======== MATERIAL SHOWN ========

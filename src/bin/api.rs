use analyst_orchestrator::{api::start_server, Orchestrator, OrchestratorConfig};
use std::sync::Arc;
use tracing::info;
use tracing_subscriber::EnvFilter;

#[tokio::main]
async fn main() -> Result<(), Box<dyn std::error::Error>> {
    tracing_subscriber::fmt()
        .with_env_filter(
            EnvFilter::try_from_default_env().unwrap_or_else(|_| EnvFilter::new("info")),
        )
        .init();

    let config = OrchestratorConfig::from_env()?;

    let keys = [
        &config.gemini_api_key,
        &config.openai_api_key,
        &config.groq_api_key,
        &config.deepseek_api_key,
    ];
    if keys.iter().all(|key| key.is_none()) {
        eprintln!("⚠️  No inference provider key is set (GEMINI, OPENAI, GROQ or DEEPSEEK)");
        eprintln!("📌 See .env.example for setup instructions");
    }

    info!("🚀 Analyst Orchestrator - API Server");
    info!("📍 Port: {}", config.api_port);

    let orchestrator = Arc::new(Orchestrator::from_config(&config)?);

    info!("✅ Orchestrator initialized");
    info!("📡 Starting API server...");

    start_server(orchestrator, config.api_port).await?;

    Ok(())
}
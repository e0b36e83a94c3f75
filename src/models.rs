//! Core data models for the analyst orchestrator

use chrono::NaiveDate;
use serde::{Deserialize, Serialize};
use std::collections::{BTreeMap, HashMap};
use std::fmt;
use std::str::FromStr;

use crate::error::OrchestrationError;

//
// ================= Enums =================
//

#[derive(Debug, Clone, Copy, Serialize, Deserialize, PartialEq, Eq)]
#[serde(rename_all = "lowercase")]
pub enum Signal {
    Bullish,
    Bearish,
    Neutral,
}

#[derive(Debug, Clone, Copy, Serialize, Deserialize, PartialEq, Eq)]
#[serde(rename_all = "lowercase")]
pub enum TradeAction {
    Buy,
    Sell,
    Short,
    Cover,
    Hold,
}

/// Remote inference vendor. Quotas are tracked per provider.
/// Every variant has a client in [`crate::provider::ProviderRegistry::from_config`].
#[derive(Debug, Clone, Copy, Serialize, Deserialize, PartialEq, Eq, Hash, PartialOrd, Ord)]
#[serde(rename_all = "UPPERCASE")]
pub enum ModelProvider {
    OpenAI,
    Google,
    Groq,
    DeepSeek,
}

impl ModelProvider {
    pub fn as_str(&self) -> &'static str {
        match self {
            ModelProvider::OpenAI => "OPENAI",
            ModelProvider::Google => "GOOGLE",
            ModelProvider::Groq => "GROQ",
            ModelProvider::DeepSeek => "DEEPSEEK",
        }
    }
}

impl FromStr for ModelProvider {
    type Err = OrchestrationError;

    fn from_str(s: &str) -> Result<Self, Self::Err> {
        match s.trim().to_uppercase().as_str() {
            "OPENAI" => Ok(ModelProvider::OpenAI),
            "GOOGLE" | "GEMINI" => Ok(ModelProvider::Google),
            "GROQ" => Ok(ModelProvider::Groq),
            "DEEPSEEK" => Ok(ModelProvider::DeepSeek),
            other => Err(OrchestrationError::FatalConfiguration(format!(
                "Unknown model provider: {}",
                other
            ))),
        }
    }
}

impl fmt::Display for ModelProvider {
    fn fmt(&self, f: &mut fmt::Formatter<'_>) -> fmt::Result {
        f.write_str(self.as_str())
    }
}

//
// ================= Model selection =================
//

#[derive(Debug, Clone, Serialize, Deserialize, PartialEq, Eq)]
pub struct ModelConfig {
    pub model_name: String,
    pub provider: ModelProvider,
}

impl ModelConfig {
    pub fn new(model_name: impl Into<String>, provider: ModelProvider) -> Self {
        Self {
            model_name: model_name.into(),
            provider,
        }
    }
}

//
// ================= Run inputs =================
//

#[derive(Debug, Clone, Copy, Serialize, Deserialize, PartialEq, Eq)]
pub struct DateRange {
    pub start: NaiveDate,
    pub end: NaiveDate,
}

impl DateRange {
    pub fn new(start: NaiveDate, end: NaiveDate) -> crate::Result<Self> {
        if start > end {
            return Err(OrchestrationError::InvalidRequest(format!(
                "start date {} is after end date {}",
                start, end
            )));
        }
        Ok(Self { start, end })
    }

    /// Range of `days` calendar days ending at `end`.
    pub fn ending(end: NaiveDate, days: i64) -> Self {
        Self {
            start: end - chrono::Duration::days(days.max(0)),
            end,
        }
    }
}

#[derive(Debug, Clone, Default, Serialize, Deserialize, PartialEq)]
pub struct Position {
    #[serde(default)]
    pub long: u64,
    #[serde(default)]
    pub short: u64,
    #[serde(default)]
    pub long_cost_basis: f64,
    #[serde(default)]
    pub short_cost_basis: f64,
}

#[derive(Debug, Clone, Serialize, Deserialize, PartialEq)]
pub struct Portfolio {
    pub cash: f64,
    #[serde(default = "default_margin_requirement")]
    pub margin_requirement: f64,
    #[serde(default)]
    pub positions: BTreeMap<String, Position>,
}

fn default_margin_requirement() -> f64 {
    0.5
}

impl Portfolio {
    pub const DEFAULT_CASH: f64 = 100_000.0;

    pub fn new(cash: f64, tickers: &[String]) -> Self {
        Self {
            cash,
            margin_requirement: default_margin_requirement(),
            positions: tickers
                .iter()
                .map(|t| (t.clone(), Position::default()))
                .collect(),
        }
    }

    pub fn position(&self, ticker: &str) -> Position {
        self.positions.get(ticker).cloned().unwrap_or_default()
    }
}

/// Serving-layer request: one complete analysis run.
#[derive(Debug, Clone, Serialize, Deserialize)]
pub struct RunRequest {
    pub tasks: Vec<String>,
    pub symbols: Vec<String>,
    pub date_range: DateRange,
    /// Keyed by task id (or `portfolio_manager`).
    #[serde(default)]
    pub model_overrides: HashMap<String, ModelConfig>,
    #[serde(default)]
    pub default_model: Option<ModelConfig>,
    #[serde(default)]
    pub portfolio: Option<Portfolio>,
}

impl RunRequest {
    /// Uppercases and dedupes symbols in caller order.
    pub fn normalized_symbols(&self) -> crate::Result<Vec<String>> {
        let mut symbols: Vec<String> = Vec::with_capacity(self.symbols.len());
        for raw in &self.symbols {
            let symbol = raw.trim().to_uppercase();
            if !symbol.is_empty() && !symbols.contains(&symbol) {
                symbols.push(symbol);
            }
        }

        if symbols.is_empty() {
            return Err(OrchestrationError::InvalidRequest(
                "at least one symbol is required".to_string(),
            ));
        }

        Ok(symbols)
    }
}

//
// ================= Task output =================
//

/// Structured opinion returned by one analysis task for one symbol.
#[derive(Debug, Clone, Serialize, Deserialize, PartialEq)]
pub struct AnalystSignal {
    pub signal: Signal,
    /// 0 to 100
    pub confidence: f64,
    pub reasoning: String,
}

impl AnalystSignal {
    pub fn neutral_default() -> Self {
        Self {
            signal: Signal::Neutral,
            confidence: 0.0,
            reasoning: "Error in analysis, defaulting to neutral".to_string(),
        }
    }
}

/// One entry of the shared result mapping.
#[derive(Debug, Clone, Default, Serialize, Deserialize, PartialEq)]
pub struct TaskResult {
    pub signals: BTreeMap<String, AnalystSignal>,
    /// Symbols whose signal is the default payload.
    #[serde(default)]
    pub defaulted: Vec<String>,
}

impl TaskResult {
    /// Every symbol defaulted, used when a task fails outside the invoker.
    pub fn all_default(symbols: &[String]) -> Self {
        Self {
            signals: symbols
                .iter()
                .map(|s| (s.clone(), AnalystSignal::neutral_default()))
                .collect(),
            defaulted: symbols.to_vec(),
        }
    }

    pub fn is_degraded(&self) -> bool {
        !self.defaulted.is_empty()
    }
}

//
// ================= Aggregation =================
//

#[derive(Debug, Clone, Serialize, Deserialize, PartialEq)]
pub struct RiskAssessment {
    pub remaining_position_limit: f64,
    pub current_price: f64,
    pub reasoning: String,
}

#[derive(Debug, Clone, Serialize, Deserialize, PartialEq)]
pub struct TradeDecision {
    pub action: TradeAction,
    pub quantity: u64,
    pub confidence: f64,
    pub reasoning: String,
}

impl TradeDecision {
    pub fn hold(reasoning: impl Into<String>) -> Self {
        Self {
            action: TradeAction::Hold,
            quantity: 0,
            confidence: 0.0,
            reasoning: reasoning.into(),
        }
    }
}

/// Terminal output of a run.
#[derive(Debug, Clone, Serialize, Deserialize, PartialEq)]
pub struct AggregatedDecision {
    pub decisions: BTreeMap<String, TradeDecision>,
    pub analyst_signals: BTreeMap<String, TaskResult>,
    pub risk: BTreeMap<String, RiskAssessment>,
}

impl fmt::Display for Signal {
    fn fmt(&self, f: &mut fmt::Formatter<'_>) -> fmt::Result {
        let s = match self {
            Signal::Bullish => "bullish",
            Signal::Bearish => "bearish",
            Signal::Neutral => "neutral",
        };
        write!(f, "{}", s)
    }
}

impl fmt::Display for TradeAction {
    fn fmt(&self, f: &mut fmt::Formatter<'_>) -> fmt::Result {
        let s = match self {
            TradeAction::Buy => "buy",
            TradeAction::Sell => "sell",
            TradeAction::Short => "short",
            TradeAction::Cover => "cover",
            TradeAction::Hold => "hold",
        };
        write!(f, "{}", s)
    }
}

========

> _TASK TO COMPLETE_
In the records above, find each line with the word "TradeAction" and copy it out.

> _SOLUTION FOR THIS TASK_
pub enum TradeAction {
    pub action: TradeAction,
            action: TradeAction::Hold,
impl fmt::Display for TradeAction {
            TradeAction::Buy => "buy",
            TradeAction::Sell => "sell",
            TradeAction::Short => "short",
            TradeAction::Cover => "cover",
            TradeAction::Hold => "hold",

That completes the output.